# Process calcium imaging data with DataJoint Elements

This notebook will walk through processing two-photon calcium imaging data collected
from ScanImage, Scanbox, Nikon NIS, or PrairieView. Later, you'll pict from either
Suite2p or CaImAn for analysis.

The DataJoint Python API and Element Calcium Imaging offer a lot of features to support collaboration, automation, reproducibility, and visualization. For more information on these topics, please visit our documentation: 
 
- [DataJoint Core](https://datajoint.com/docs/core/): General principles

- DataJoint [Python](https://datajoint.com/docs/core/datajoint-python/) and
  [MATLAB](https://datajoint.com/docs/core/datajoint-matlab/) APIs: in-depth reviews of
  specifics

- [Element Calcium Imaging](https://datajoint.com/docs/elements/element-calcium-imaging/):
  A modular pipeline for 2p data analysis

## Setup - Working Directory

To run the workflow, we need to properly set up the DataJoint configuration. The configuration can be saved in a local directory as `dj_local_conf.json` or at your root directory as a hidden file. This notebook walks you through the setup process.

In [None]:
import datajoint as dj

## Setup - Credentials

Now let's set up the host, user and password in the `dj.config` global variable

In [None]:
dj.conn()

## Setup - `dj.config['custom']`

The major component of the current workflow is the [DataJoint Calcium Imaging Element](https://github.com/datajoint/element-array-ephys). Calcium Imaging Element requires configurations in the field `custom` in `dj.config`:

### Database prefix

Giving a prefix to schema could help on the configuration of privilege settings. For example, if we set prefix `neuro_`, every schema created with the current workflow will start with `neuro_`, e.g. `neuro_lab`, `neuro_subject`, `neuro_scan` etc.

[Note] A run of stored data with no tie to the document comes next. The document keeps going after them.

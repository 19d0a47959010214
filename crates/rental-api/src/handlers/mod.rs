//! HTTP request handlers

pub mod booking;
pub mod car;
pub mod health;
pub mod reservation;

use actix_web::web;
use rental_core::traits::ReservationBackend;

pub use booking::configure as configure_bookings;
pub use car::configure as configure_cars;
pub use health::configure as configure_health;
pub use reservation::configure as configure_reservations;

/// Configure every API route under `/api/v1`
pub fn configure_routes<B: ReservationBackend + 'static>(cfg: &mut web::ServiceConfig) {
    cfg.service(
        web::scope("/api/v1")
            // Health check
            .configure(configure_health::<B>)
            // Car status, calendar, quote and cancel-pending
            .configure(configure_cars::<B>)
            // A user's reservations with hold state
            .configure(configure_reservations::<B>)
            // Server-held booking forms
            .configure(configure_bookings::<B>),
    );
}
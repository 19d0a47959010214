//! Common DTOs used across the API

use chrono::{NaiveDate, NaiveDateTime};
use rental_core::traits::{PaginatedResponse, Pagination, PaginationMeta};
use serde::{Deserialize, Serialize};
use validator::Validate;

/// Standard API response wrapper
#[derive(Debug, Clone, Serialize)]
pub struct ApiResponse<T> {
    /// Response data
    pub data: T,
    /// Response message
    #[serde(skip_serializing_if = "Option::is_none")]
    pub message: Option<String>,
}

impl<T> ApiResponse<T> {
    /// Create a success response with data
    pub fn success(data: T) -> Self {
        Self {
            data,
            message: None,
        }
    }

    /// Create a success response with data and message
    pub fn with_message(data: T, message: impl Into<String>) -> Self {
        Self {
            data,
            message: Some(message.into()),
        }
    }
}

/// Pagination query parameters
#[derive(Debug, Clone, Deserialize, Validate)]
pub struct PaginationParams {
    /// Page number (1-indexed)
    #[serde(default = "default_page", deserialize_with = "deserialize_number_from_string")]
    #[validate(range(min = 1))]
    pub page: i64,

    /// Items per page
    #[serde(
        default = "default_per_page",
        alias = "size",
        deserialize_with = "deserialize_number_from_string"
    )]
    #[validate(range(min = 1, max = 100))]
    pub per_page: i64,
}

/// Deserialize a number from either a string or a number
fn deserialize_number_from_string<'de, D>(deserializer: D) -> Result<i64, D::Error>
where
    D: serde::Deserializer<'de>,
{
    use serde::de::{self, Visitor};
    use std::fmt;

    struct I64OrStringVisitor;

    impl<'de> Visitor<'de> for I64OrStringVisitor {
        type Value = i64;

        fn expecting(&self, formatter: &mut fmt::Formatter) -> fmt::Result {
            formatter.write_str("an integer or a string containing an integer")
        }

        fn visit_i64<E>(self, value: i64) -> Result<i64, E>
        where
            E: de::Error,
        {
            Ok(value)
        }

        fn visit_u64<E>(self, value: u64) -> Result<i64, E>
        where
            E: de::Error,
        {
            i64::try_from(value).map_err(de::Error::custom)
        }

        fn visit_str<E>(self, value: &str) -> Result<i64, E>
        where
            E: de::Error,
        {
            value.trim().parse::<i64>().map_err(de::Error::custom)
        }
    }

    deserializer.deserialize_any(I64OrStringVisitor)
}

fn default_page() -> i64 {
    1
}

fn default_per_page() -> i64 {
    12
}

impl Default for PaginationParams {
    fn default() -> Self {
        Self {
            page: default_page(),
            per_page: default_per_page(),
        }
    }
}

impl PaginationParams {
    pub fn pagination(&self) -> Pagination {
        Pagination::new(self.page, self.per_page)
    }

    /// Create paginated response
    pub fn paginate<T>(&self, data: Vec<T>, total: i64) -> PaginatedResponse<T> {
        let pagination = self.pagination();
        PaginatedResponse {
            data,
            pagination: PaginationMeta::new(total, pagination.page, pagination.per_page),
        }
    }
}

/// Parse a calendar day or a local date-time
///
/// Date pickers send `YYYY-MM-DD`; clients echoing backend values send
/// `YYYY-MM-DDTHH:MM:SS`. Both become a local date-time; plain dates land at
/// midnight.
pub fn parse_day(value: &str) -> Option<NaiveDateTime> {
    let value = value.trim();
    value
        .parse::<NaiveDateTime>()
        .ok()
        .or_else(|| {
            value
                .parse::<NaiveDate>()
                .ok()
                .and_then(|d| d.and_hms_opt(0, 0, 0))
        })
}

/// Deserialize a day accepted by `parse_day`
pub fn deserialize_day<'de, D>(deserializer: D) -> Result<NaiveDateTime, D::Error>
where
    D: serde::Deserializer<'de>,
{
    use serde::de::{self, Visitor};
    use std::fmt;

    struct DayVisitor;

    impl<'de> Visitor<'de> for DayVisitor {
        type Value = NaiveDateTime;

        fn expecting(&self, formatter: &mut fmt::Formatter) -> fmt::Result {
            formatter.write_str("a date (YYYY-MM-DD) or a local date-time (YYYY-MM-DDTHH:MM:SS)")
        }

        fn visit_str<E>(self, value: &str) -> Result<NaiveDateTime, E>
        where
            E: de::Error,
        {
            parse_day(value).ok_or_else(|| E::custom(format!("invalid date: {}", value)))
        }
    }

    deserializer.deserialize_str(DayVisitor)
}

The prefix could be configured in `dj.config` as follows. CodeBook users should keep their username as the prefix for schema declaration permissions.

In [None]:
username_as_prefix = dj.config["database.user"] + "_"
dj.config["custom"] = {"database.prefix": username_as_prefix}

### Root directories for raw/processed data

`imaging_root_data_dir` field indicates the root directory for
+ The **raw data** from ScanImage or Scanbox (e.g. `*.tif`)
+ The processed results from Suite2p or CaImAn (e.g. `F.npy`). 

This can be specific to each machine. The root path typically **does not** contain information of subjects or sessions, all data from subjects/sessions should be subdirectories in the root path.

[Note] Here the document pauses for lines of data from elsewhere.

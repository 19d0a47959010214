//! Shared application state and the booking-session store

use parking_lot::Mutex;
use rental_core::config::BookingConfig;
use rental_core::traits::{Clock, ReservationBackend};
use rental_core::{AppError, AppResult};
use rental_services::{BookingController, ReservationManager};
use std::collections::HashMap;
use std::sync::Arc;
use std::time::{Duration, Instant};
use tracing::{debug, info};
use uuid::Uuid;

use crate::extract::BackendToken;

/// One open booking form
struct Session {
    controller: BookingController,
    touched_at: Instant,
}

/// Server-held booking forms keyed by session id
///
/// The lock is only ever held for synchronous controller calls, never across
/// a backend request.
#[derive(Default)]
pub struct SessionStore {
    sessions: Mutex<HashMap<Uuid, Session>>,
}

impl SessionStore {
    pub fn new() -> Self {
        Self::default()
    }

    /// Store a new form and return its id
    pub fn insert(&self, controller: BookingController) -> Uuid {
        let id = Uuid::new_v4();
        self.sessions.lock().insert(
            id,
            Session {
                controller,
                touched_at: Instant::now(),
            },
        );
        debug!(session_id = %id, "Booking session opened");
        id
    }

    /// Run `f` against a session's controller
    pub fn with_session<R>(
        &self,
        id: Uuid,
        f: impl FnOnce(&mut BookingController) -> R,
    ) -> AppResult<R> {
        let mut sessions = self.sessions.lock();
        let session = sessions
            .get_mut(&id)
            .ok_or_else(|| AppError::SessionNotFound(id.to_string()))?;

        session.touched_at = Instant::now();
        Ok(f(&mut session.controller))
    }

    /// Drop a session; false if it did not exist
    pub fn remove(&self, id: Uuid) -> bool {
        self.sessions.lock().remove(&id).is_some()
    }

    pub fn len(&self) -> usize {
        self.sessions.lock().len()
    }

    pub fn is_empty(&self) -> bool {
        self.sessions.lock().is_empty()
    }

    /// Drop sessions untouched for at least `max_idle`
    ///
    /// Sessions with a submission in flight are kept so the in-flight request
    /// can still report back.
    pub fn expire_idle(&self, max_idle: Duration) -> usize {
        let mut sessions = self.sessions.lock();
        let before = sessions.len();
        sessions.retain(|_, s| {
            s.controller.is_submitting() || s.touched_at.elapsed() < max_idle
        });
        let removed = before - sessions.len();
        if removed > 0 {
            info!("Expired {} idle booking sessions", removed);
        }
        removed
    }
}

/// State shared by every handler
pub struct AppState<B: ReservationBackend> {
    manager: ReservationManager<B>,
    clock: Arc<dyn Clock>,
    booking: BookingConfig,
    pub sessions: SessionStore,
}

impl<B: ReservationBackend> AppState<B> {
    pub fn new(manager: ReservationManager<B>, clock: Arc<dyn Clock>, booking: BookingConfig) -> Self {
        Self {
            manager,
            clock,
            booking,
            sessions: SessionStore::new(),
        }
    }

    /// Manager acting on behalf of the request's caller
    pub fn manager(&self, token: &BackendToken) -> ReservationManager<B> {
        self.manager.authorized(token.as_deref())
    }

    pub fn clock(&self) -> &dyn Clock {
        self.clock.as_ref()
    }

    pub fn booking(&self) -> &BookingConfig {
        &self.booking
    }

    /// How long a booking session may sit untouched
    pub fn session_idle(&self) -> Duration {
        Duration::from_secs(self.booking.session_idle_minutes.max(1) as u64 * 60)
    }
}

+ In the example dataset downloaded with [these instructions](00-data-download-optional.ipynb), `/tmp/test_data` will be the root. 

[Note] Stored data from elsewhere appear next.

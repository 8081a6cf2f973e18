use byteorder::{ByteOrder, LittleEndian};
use std::fmt;

use crate::{
    prng::Prng,
    shuffle::{self, Block, BLOCK_SIZE},
    text::CharacterTable,
    Error, Result,
};

pub const PK4_SIZE_PARTY: usize = 236;

pub const PERSONALITY_OFFSET: usize = 0x00;
pub const CHECKSUM_OFFSET: usize = 0x06;
pub const ENCRYPTED_START: usize = 0x08;
pub const ENCRYPTED_END: usize = 0x88;
pub const BATTLE_STATS_START: usize = 0x88;
pub const BATTLE_STATS_END: usize = 0x8E;
/// Low byte of the last battle stats word.
pub const LEVEL_OFFSET: usize = BATTLE_STATS_START + 4;
// Within block C
pub const NICKNAME_SIZE: usize = 22;
// Within block A
pub const EVS_OFFSET: usize = 0x10;

#[derive(Clone, Copy, Debug, Default, PartialEq, Eq)]
pub struct EffortValues {
    pub hp: u8,
    pub attack: u8,
    pub defense: u8,
    pub sp_attack: u8,
    pub sp_defense: u8,
    pub speed: u8,
}

impl EffortValues {
    /// Cap the game puts on the sum, not checked here.
    pub const MAX_TOTAL: u16 = 510;

    fn from_bytes(evs: &[u8; 6]) -> Self {
        EffortValues {
            hp: evs[0],
            attack: evs[1],
            defense: evs[2],
            sp_attack: evs[3],
            sp_defense: evs[4],
            speed: evs[5],
        }
    }

    pub fn total(&self) -> u16 {
        [
            self.hp,
            self.attack,
            self.defense,
            self.sp_attack,
            self.sp_defense,
            self.speed,
        ]
        .iter()
        .map(|ev| *ev as u16)
        .sum()
    }
}

#[derive(Clone, Debug, Default, PartialEq, Eq)]
pub struct Pokemon {
    pub name: String,
    pub level: u8,
    pub effort_values: EffortValues,
}

impl Pokemon {
    /// Decode one party slot.
    ///
    /// The 128 bytes after the header are masked with a keystream seeded from
    /// the checksum and stored in a personality-dependent block order. The level
    /// lives in the separately masked battle stats that follow, keyed by the
    /// personality value itself.
    pub fn from_pk4(pk4: &[u8], chars: &CharacterTable) -> Result<Self> {
        if pk4.len() < PK4_SIZE_PARTY {
            log::error!(
                "Expected {PK4_SIZE_PARTY} bytes for a party Pokemon, got {}",
                pk4.len()
            );
            return Err(Error::BufferTooShort {
                expected: PK4_SIZE_PARTY,
                found: pk4.len(),
            });
        }

        let personality_value = LittleEndian::read_u32(&pk4[PERSONALITY_OFFSET..]);
        let checksum = LittleEndian::read_u16(&pk4[CHECKSUM_OFFSET..]);
        log::trace!("Decoding PK4 with personality 0x{personality_value:08x}, checksum 0x{checksum:04x}");

        // Header stays as-is so block offsets keep counting from the slot start
        let mut plaintext = pk4[..ENCRYPTED_END].to_vec();
        Prng::new(checksum as u32).apply(&mut plaintext[ENCRYPTED_START..]);

        let order = shuffle::select(personality_value);
        log::debug!(
            "Block order {:?} (index {})",
            order.shuffled,
            shuffle::shuffle_index(personality_value)
        );
        let block_a = get_block(&plaintext, order.unshuffled_offset(Block::A));
        let block_c = get_block(&plaintext, order.unshuffled_offset(Block::C));

        let name = chars.decode(&block_c[..NICKNAME_SIZE]);
        log::debug!("Decoded name '{name}' ({} chars)", name.chars().count());

        let level = decrypt_level(&pk4[BATTLE_STATS_START..BATTLE_STATS_END], personality_value);

        let mut evs = [0u8; 6];
        evs.copy_from_slice(&block_a[EVS_OFFSET..EVS_OFFSET + 6]);

        Ok(Pokemon {
            name,
            level,
            effort_values: EffortValues::from_bytes(&evs),
        })
    }
}

impl fmt::Display for Pokemon {
    fn fmt(&self, f: &mut fmt::Formatter<'_>) -> fmt::Result {
        let evs = &self.effort_values;
        write!(
            f,
            "{} Lv. {} | HP {} ATK {} DEF {} SpA {} SpD {} SPE {} | EVs {}/{}",
            self.name,
            self.level,
            evs.hp,
            evs.attack,
            evs.defense,
            evs.sp_attack,
            evs.sp_defense,
            evs.speed,
            evs.total(),
            EffortValues::MAX_TOTAL,
        )
    }
}

fn get_block(plaintext: &[u8], offset: usize) -> &[u8] {
    &plaintext[offset..offset + BLOCK_SIZE]
}

/// Only the last word of the battle stats keystream is kept; its low byte is the level.
fn decrypt_level(battle_stats: &[u8], personality_value: u32) -> u8 {
    let mut prng = Prng::new(personality_value);
    let decrypted = battle_stats
        .chunks_exact(2)
        .map(|word| LittleEndian::read_u16(word) ^ prng.next_word())
        .last()
        .unwrap_or_default();
    (decrypted & 0xFF) as u8
}
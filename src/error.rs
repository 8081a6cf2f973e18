use thiserror::Error;

pub type Result<T> = std::result::Result<T, Error>;

#[derive(Debug, Error)]
pub enum Error {
    #[error("Buffer too short: expected at least {expected} bytes, found {found}")]
    BufferTooShort { expected: usize, found: usize },

    #[error("Failed to read input: {0}")]
    Io(#[from] std::io::Error),

    #[error("Malformed character table: {0}")]
    CharacterTable(#[from] serde_json::Error),
}
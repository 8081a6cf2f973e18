use byteorder::{ByteOrder, LittleEndian};

const MULTIPLIER: u32 = 0x41C6_4E6D;
const INCREMENT: u32 = 0x6073;

/// Linear congruential generator used by the game to mask stored Pokemon data.
///
/// X[n+1] = (0x41C64E6D * X[n] + 0x6073) mod 2^32, and each call hands out the
/// upper 16 bits of the new state. The full 32-bit state has to be carried
/// between calls or every word after the first comes out wrong.
#[derive(Clone, Debug)]
pub struct Prng {
    state: u32,
}

impl Prng {
    pub fn new(seed: u32) -> Self {
        Prng { state: seed }
    }

    pub fn next_word(&mut self) -> u16 {
        self.state = self.state.wrapping_mul(MULTIPLIER).wrapping_add(INCREMENT);
        (self.state >> 16) as u16
    }

    /// XOR each little-endian word of `data` with the next keystream word.
    ///
    /// The mask is symmetric, so the same call encrypts or decrypts. A trailing
    /// odd byte is left untouched.
    pub fn apply(&mut self, data: &mut [u8]) {
        for word in data.chunks_exact_mut(2) {
            let masked = LittleEndian::read_u16(word) ^ self.next_word();
            LittleEndian::write_u16(word, masked);
        }
    }
}

impl Iterator for Prng {
    type Item = u16;

    fn next(&mut self) -> Option<u16> {
        Some(self.next_word())
    }
}
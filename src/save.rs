use std::{io::Read, path::Path};

use crate::{
    pokemon::{Pokemon, PK4_SIZE_PARTY},
    text::CharacterTable,
    Error, Result,
};

/// Minimum size of a save: the leading chunk with the trainer header and party.
pub const SAVE_CHUNK_SIZE: usize = 1576;
/// Start of the first party slot in a Platinum save.
pub const PARTY_OFFSET: usize = 0xA0;
pub const PARTY_SIZE: usize = 6;

pub struct SaveFile {
    contents: Vec<u8>,
}

impl SaveFile {
    pub fn new(p: impl AsRef<Path>) -> Result<Self> {
        let file = std::fs::File::open(&p).map_err(|err| {
            log::error!("No file at path: {} ({err})", p.as_ref().display());
            err
        })?;
        let mut reader = std::io::BufReader::new(file);
        let mut contents = Vec::new();
        let read_len = reader.read_to_end(&mut contents)?;
        log::debug!("Read {read_len} bytes from {}", p.as_ref().display());
        Self::from_bytes(contents)
    }

    pub fn from_bytes(contents: Vec<u8>) -> Result<Self> {
        if contents.len() < SAVE_CHUNK_SIZE {
            log::error!(
                "Invalid length for a game save. Found: {}, Expected: {SAVE_CHUNK_SIZE}",
                contents.len()
            );
            return Err(Error::BufferTooShort {
                expected: SAVE_CHUNK_SIZE,
                found: contents.len(),
            });
        }
        Ok(SaveFile { contents })
    }

    pub fn get_party(&self, chars: &CharacterTable) -> Result<[Pokemon; PARTY_SIZE]> {
        self.get_party_at(PARTY_OFFSET, chars)
    }

    pub fn get_party_at(
        &self,
        party_offset: usize,
        chars: &CharacterTable,
    ) -> Result<[Pokemon; PARTY_SIZE]> {
        decode_party(&self.contents, party_offset, chars)
    }
}

/// Decode the six party slots that start at `party_offset`.
///
/// Either all six decode or the whole call fails.
pub fn decode_party(
    save_data: &[u8],
    party_offset: usize,
    chars: &CharacterTable,
) -> Result<[Pokemon; PARTY_SIZE]> {
    let expected = party_offset.saturating_add(PARTY_SIZE * PK4_SIZE_PARTY);
    if save_data.len() < expected {
        log::error!(
            "Party at offset 0x{party_offset:x} needs {expected} bytes, save has {}",
            save_data.len()
        );
        return Err(Error::BufferTooShort {
            expected,
            found: save_data.len(),
        });
    }

    let mut party: [Pokemon; PARTY_SIZE] = Default::default();
    for (idx, pkmn) in party.iter_mut().enumerate() {
        let slot_offset = party_offset + idx * PK4_SIZE_PARTY;
        log::trace!("Decoding party slot {idx} at offset 0x{slot_offset:x}");
        *pkmn = Pokemon::from_pk4(&save_data[slot_offset..slot_offset + PK4_SIZE_PARTY], chars)?;
    }

    Ok(party)
}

The example dataset is attached to this GitHub Codespace environment, so the root directory will be:

In [None]:
dj.config["custom"]["imaging_root_data_dir"] = "/tmp/example_data"  # local download

## Save configuration

We could save this as a file, either as a local json file, or a global file. Local configuration file is saved as `dj_local_conf.json` in current directory, which is great for project-specific settings.

For first-time and CodeBook users, we recommend saving globally. This will create a hidden configuration file saved in your root directory, loaded whenever there is no local version to override it.

In [None]:
dj.config.save_local()

## Activate DataJoint Elements

+ The current workflow is composed of multiple database schemas, each of them corresponds to a module within `workflow_calcium_imaging.pipeline`

In [None]:
from workflow_calcium_imaging.pipeline import lab, subject, session, scan, imaging, Equipment

## Workflow diagram

This workflow is assembled from 4 DataJoint elements:
+ [element-lab](https://github.com/datajoint/element-lab)
+ [element-animal](https://github.com/datajoint/element-animal)
+ [element-session](https://github.com/datajoint/element-session)
+ [element-calcium-imaging](https://github.com/datajoint/element-calcium-imaging)


In [None]:
(
    dj.Diagram(subject.Subject)
    + dj.Diagram(session.Session)
    + dj.Diagram(scan)
    + dj.Diagram(imaging)
)

## Insert entries

In [None]:
subject.Subject.insert1(
    dict(
        subject="subject1",
        sex="F",
        subject_birth_date="2020-01-01",
        subject_description="ScanImage acquisition. Suite2p processing.",
    )
)

In [None]:
Equipment.insert1(dict(scanner="ScanImage"))

In [None]:
session_key = dict(subject="subject1", session_datetime="2021-04-30 12:22:15.032")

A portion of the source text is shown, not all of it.